(Records to use)

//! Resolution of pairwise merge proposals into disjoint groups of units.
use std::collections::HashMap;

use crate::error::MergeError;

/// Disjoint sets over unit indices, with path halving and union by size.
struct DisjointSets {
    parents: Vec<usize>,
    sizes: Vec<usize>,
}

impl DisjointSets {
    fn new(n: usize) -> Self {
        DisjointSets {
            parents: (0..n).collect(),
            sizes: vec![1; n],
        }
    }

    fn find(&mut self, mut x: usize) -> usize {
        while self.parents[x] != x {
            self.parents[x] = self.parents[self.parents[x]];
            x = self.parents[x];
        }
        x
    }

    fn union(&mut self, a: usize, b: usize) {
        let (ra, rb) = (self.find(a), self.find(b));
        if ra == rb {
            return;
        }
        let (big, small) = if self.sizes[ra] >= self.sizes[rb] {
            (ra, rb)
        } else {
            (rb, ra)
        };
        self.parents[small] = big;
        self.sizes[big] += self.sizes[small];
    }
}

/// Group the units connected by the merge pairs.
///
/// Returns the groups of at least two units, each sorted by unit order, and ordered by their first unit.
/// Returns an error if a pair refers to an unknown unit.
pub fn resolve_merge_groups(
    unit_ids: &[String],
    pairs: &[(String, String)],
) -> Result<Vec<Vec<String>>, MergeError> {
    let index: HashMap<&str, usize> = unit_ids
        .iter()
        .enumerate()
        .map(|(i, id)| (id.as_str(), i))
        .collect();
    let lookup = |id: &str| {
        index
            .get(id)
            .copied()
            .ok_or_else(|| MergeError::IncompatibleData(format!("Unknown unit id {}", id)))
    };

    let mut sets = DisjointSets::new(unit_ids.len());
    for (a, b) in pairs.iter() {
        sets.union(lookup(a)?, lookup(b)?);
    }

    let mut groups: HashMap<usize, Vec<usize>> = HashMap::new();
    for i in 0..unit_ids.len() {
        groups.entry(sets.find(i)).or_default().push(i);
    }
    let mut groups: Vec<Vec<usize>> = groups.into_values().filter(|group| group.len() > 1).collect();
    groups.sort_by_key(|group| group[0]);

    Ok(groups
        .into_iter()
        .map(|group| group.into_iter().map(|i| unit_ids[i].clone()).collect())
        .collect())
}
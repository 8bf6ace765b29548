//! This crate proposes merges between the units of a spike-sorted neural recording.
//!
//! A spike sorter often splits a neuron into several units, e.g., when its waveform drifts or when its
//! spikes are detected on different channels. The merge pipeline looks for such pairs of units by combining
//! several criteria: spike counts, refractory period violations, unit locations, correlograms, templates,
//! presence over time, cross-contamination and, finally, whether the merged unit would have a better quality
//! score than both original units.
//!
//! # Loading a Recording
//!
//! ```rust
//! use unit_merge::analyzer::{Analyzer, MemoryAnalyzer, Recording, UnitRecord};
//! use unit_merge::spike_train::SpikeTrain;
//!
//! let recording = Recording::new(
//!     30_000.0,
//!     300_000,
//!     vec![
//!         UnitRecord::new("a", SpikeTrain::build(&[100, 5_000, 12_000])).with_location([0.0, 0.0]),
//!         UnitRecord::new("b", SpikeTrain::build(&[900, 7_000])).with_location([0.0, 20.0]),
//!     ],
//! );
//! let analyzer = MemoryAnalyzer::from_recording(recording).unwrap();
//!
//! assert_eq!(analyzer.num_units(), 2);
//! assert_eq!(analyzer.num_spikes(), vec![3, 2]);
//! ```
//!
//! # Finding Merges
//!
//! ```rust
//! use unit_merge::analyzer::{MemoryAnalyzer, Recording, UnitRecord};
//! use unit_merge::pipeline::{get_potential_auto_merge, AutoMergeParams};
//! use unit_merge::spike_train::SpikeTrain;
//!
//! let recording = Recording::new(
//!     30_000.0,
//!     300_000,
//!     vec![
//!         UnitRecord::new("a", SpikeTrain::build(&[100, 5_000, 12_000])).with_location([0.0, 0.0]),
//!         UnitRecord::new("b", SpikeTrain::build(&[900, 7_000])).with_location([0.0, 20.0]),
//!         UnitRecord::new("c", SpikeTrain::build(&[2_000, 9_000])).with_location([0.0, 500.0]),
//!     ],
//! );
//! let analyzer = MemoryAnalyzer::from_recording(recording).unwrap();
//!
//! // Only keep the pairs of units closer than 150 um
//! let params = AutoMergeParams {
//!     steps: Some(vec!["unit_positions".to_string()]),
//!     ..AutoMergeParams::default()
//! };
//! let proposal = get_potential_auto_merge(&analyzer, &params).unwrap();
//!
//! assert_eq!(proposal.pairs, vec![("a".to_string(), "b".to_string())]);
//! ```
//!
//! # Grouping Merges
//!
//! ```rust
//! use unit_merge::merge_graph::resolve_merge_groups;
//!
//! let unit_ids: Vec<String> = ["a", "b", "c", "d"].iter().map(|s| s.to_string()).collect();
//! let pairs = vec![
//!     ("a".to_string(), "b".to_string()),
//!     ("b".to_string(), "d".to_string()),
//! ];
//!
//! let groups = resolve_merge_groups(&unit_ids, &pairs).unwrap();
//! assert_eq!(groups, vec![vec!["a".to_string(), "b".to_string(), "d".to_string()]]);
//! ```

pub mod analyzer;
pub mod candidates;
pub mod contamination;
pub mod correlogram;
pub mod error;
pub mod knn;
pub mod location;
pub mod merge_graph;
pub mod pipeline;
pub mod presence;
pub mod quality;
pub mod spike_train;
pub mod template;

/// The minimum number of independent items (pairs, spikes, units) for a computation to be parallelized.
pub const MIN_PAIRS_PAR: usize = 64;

(End Records to use)
(Records to use)

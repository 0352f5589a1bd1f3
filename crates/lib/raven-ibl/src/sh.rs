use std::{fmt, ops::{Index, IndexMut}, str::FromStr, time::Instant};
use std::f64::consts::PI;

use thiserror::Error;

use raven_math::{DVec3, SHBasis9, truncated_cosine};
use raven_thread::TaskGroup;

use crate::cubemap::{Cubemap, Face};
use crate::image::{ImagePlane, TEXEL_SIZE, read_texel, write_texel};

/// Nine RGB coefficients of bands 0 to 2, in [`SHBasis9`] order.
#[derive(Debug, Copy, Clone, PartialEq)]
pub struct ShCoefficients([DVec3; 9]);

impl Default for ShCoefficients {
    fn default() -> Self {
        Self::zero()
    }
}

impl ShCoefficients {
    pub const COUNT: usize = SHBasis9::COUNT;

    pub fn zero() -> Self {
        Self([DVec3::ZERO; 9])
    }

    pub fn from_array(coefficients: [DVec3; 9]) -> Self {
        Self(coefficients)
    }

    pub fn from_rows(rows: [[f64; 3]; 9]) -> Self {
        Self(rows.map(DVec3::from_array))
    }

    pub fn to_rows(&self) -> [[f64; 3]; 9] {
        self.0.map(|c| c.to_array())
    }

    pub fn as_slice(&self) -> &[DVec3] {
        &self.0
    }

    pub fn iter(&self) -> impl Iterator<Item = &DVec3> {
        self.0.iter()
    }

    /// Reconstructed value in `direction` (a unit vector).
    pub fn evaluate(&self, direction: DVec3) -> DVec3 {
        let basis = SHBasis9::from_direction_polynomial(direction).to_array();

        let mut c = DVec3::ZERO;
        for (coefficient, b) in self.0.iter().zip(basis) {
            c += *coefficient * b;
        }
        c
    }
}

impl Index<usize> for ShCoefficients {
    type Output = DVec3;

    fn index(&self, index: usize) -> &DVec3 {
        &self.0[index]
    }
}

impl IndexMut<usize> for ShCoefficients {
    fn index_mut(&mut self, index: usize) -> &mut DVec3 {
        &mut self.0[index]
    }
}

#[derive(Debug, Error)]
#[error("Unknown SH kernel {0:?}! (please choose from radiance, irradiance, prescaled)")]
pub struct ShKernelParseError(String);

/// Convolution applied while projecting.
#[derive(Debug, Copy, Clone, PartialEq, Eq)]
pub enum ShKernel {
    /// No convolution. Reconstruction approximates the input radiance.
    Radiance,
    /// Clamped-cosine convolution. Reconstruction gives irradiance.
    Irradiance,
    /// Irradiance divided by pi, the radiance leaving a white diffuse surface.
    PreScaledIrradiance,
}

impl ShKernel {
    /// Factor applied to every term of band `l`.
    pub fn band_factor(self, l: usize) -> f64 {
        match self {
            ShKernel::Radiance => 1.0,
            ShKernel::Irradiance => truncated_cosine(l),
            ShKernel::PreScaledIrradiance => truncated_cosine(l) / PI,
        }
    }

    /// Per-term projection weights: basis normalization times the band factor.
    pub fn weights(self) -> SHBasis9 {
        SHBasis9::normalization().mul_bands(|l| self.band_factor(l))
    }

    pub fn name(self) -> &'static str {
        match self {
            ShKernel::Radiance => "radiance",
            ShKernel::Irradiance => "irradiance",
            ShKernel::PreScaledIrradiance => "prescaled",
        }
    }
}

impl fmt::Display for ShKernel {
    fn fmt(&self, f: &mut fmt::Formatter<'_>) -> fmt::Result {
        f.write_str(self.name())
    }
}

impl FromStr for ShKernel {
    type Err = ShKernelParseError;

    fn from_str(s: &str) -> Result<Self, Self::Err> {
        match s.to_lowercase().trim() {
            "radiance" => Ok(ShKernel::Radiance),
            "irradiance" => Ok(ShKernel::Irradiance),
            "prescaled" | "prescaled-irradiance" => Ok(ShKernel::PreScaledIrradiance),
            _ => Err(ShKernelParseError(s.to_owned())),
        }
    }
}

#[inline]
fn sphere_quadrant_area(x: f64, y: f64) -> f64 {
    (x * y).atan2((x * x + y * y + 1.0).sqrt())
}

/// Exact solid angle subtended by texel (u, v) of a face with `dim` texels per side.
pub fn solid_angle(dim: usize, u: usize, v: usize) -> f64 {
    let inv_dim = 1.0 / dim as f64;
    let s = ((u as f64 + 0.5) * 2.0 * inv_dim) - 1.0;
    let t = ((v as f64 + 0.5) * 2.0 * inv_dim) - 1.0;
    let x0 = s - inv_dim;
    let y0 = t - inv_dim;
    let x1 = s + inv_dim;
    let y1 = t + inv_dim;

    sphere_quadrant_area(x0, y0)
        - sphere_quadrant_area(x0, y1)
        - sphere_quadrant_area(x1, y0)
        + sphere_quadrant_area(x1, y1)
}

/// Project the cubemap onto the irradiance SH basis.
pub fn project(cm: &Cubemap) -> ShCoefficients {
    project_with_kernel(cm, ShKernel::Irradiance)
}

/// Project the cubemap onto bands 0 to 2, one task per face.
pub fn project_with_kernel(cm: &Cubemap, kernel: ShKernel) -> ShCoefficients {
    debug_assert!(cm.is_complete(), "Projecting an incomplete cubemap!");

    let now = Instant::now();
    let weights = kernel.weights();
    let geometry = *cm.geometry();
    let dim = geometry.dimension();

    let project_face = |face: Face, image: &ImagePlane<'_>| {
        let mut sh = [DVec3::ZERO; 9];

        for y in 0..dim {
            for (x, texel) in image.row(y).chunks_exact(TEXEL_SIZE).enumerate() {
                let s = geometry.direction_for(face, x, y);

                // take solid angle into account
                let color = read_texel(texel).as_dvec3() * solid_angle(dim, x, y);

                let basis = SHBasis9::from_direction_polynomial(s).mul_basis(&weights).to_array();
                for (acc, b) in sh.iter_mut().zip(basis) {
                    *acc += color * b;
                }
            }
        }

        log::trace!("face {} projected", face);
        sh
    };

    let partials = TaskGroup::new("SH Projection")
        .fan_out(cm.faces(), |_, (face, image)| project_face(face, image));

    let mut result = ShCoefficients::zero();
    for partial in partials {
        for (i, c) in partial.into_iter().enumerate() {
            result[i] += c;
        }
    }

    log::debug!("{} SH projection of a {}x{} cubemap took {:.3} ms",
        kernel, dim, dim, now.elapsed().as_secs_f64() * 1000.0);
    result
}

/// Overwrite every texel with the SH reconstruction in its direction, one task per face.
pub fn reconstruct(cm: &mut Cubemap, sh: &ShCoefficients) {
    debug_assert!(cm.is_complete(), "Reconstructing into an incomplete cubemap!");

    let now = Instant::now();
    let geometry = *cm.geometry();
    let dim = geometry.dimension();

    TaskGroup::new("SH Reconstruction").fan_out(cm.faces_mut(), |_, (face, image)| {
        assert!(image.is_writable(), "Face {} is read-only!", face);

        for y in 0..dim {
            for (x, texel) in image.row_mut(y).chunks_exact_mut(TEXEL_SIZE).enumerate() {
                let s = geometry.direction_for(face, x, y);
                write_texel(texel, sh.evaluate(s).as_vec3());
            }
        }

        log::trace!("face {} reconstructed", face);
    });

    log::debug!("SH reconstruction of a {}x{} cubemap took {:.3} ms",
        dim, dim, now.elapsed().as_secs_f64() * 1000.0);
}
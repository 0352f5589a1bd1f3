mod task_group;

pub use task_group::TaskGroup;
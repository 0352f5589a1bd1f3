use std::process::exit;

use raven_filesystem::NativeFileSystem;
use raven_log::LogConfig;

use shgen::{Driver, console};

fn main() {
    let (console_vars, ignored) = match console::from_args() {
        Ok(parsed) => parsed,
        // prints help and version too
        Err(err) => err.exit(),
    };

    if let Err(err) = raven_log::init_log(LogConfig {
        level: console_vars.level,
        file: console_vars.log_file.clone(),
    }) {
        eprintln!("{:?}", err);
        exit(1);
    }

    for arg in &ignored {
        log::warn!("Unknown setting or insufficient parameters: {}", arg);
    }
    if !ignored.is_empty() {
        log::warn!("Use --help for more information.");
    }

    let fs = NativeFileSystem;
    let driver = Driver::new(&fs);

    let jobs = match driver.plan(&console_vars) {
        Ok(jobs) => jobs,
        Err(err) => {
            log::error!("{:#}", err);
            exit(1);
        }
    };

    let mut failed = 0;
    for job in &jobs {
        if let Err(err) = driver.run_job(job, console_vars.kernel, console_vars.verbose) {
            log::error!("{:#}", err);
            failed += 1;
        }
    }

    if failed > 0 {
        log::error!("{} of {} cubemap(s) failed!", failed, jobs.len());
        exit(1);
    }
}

(End Records to use)

■ Exercise prompt
Begin at the line that has "(a unit vector)." in the entries above; stop after the line that has "#[derive(Debug, Error)]". Transcribe exactly those lines and no others.

■ Reply
    /// Reconstructed value in `direction` (a unit vector).
    pub fn evaluate(&self, direction: DVec3) -> DVec3 {
        let basis = SHBasis9::from_direction_polynomial(direction).to_array();

        let mut c = DVec3::ZERO;
        for (coefficient, b) in self.0.iter().zip(basis) {
            c += *coefficient * b;
        }
        c
    }
}

impl Index<usize> for ShCoefficients {
    type Output = DVec3;

    fn index(&self, index: usize) -> &DVec3 {
        &self.0[index]
    }
}

impl IndexMut<usize> for ShCoefficients {
    fn index_mut(&mut self, index: usize) -> &mut DVec3 {
        &mut self.0[index]
    }
}

#[derive(Debug, Error)]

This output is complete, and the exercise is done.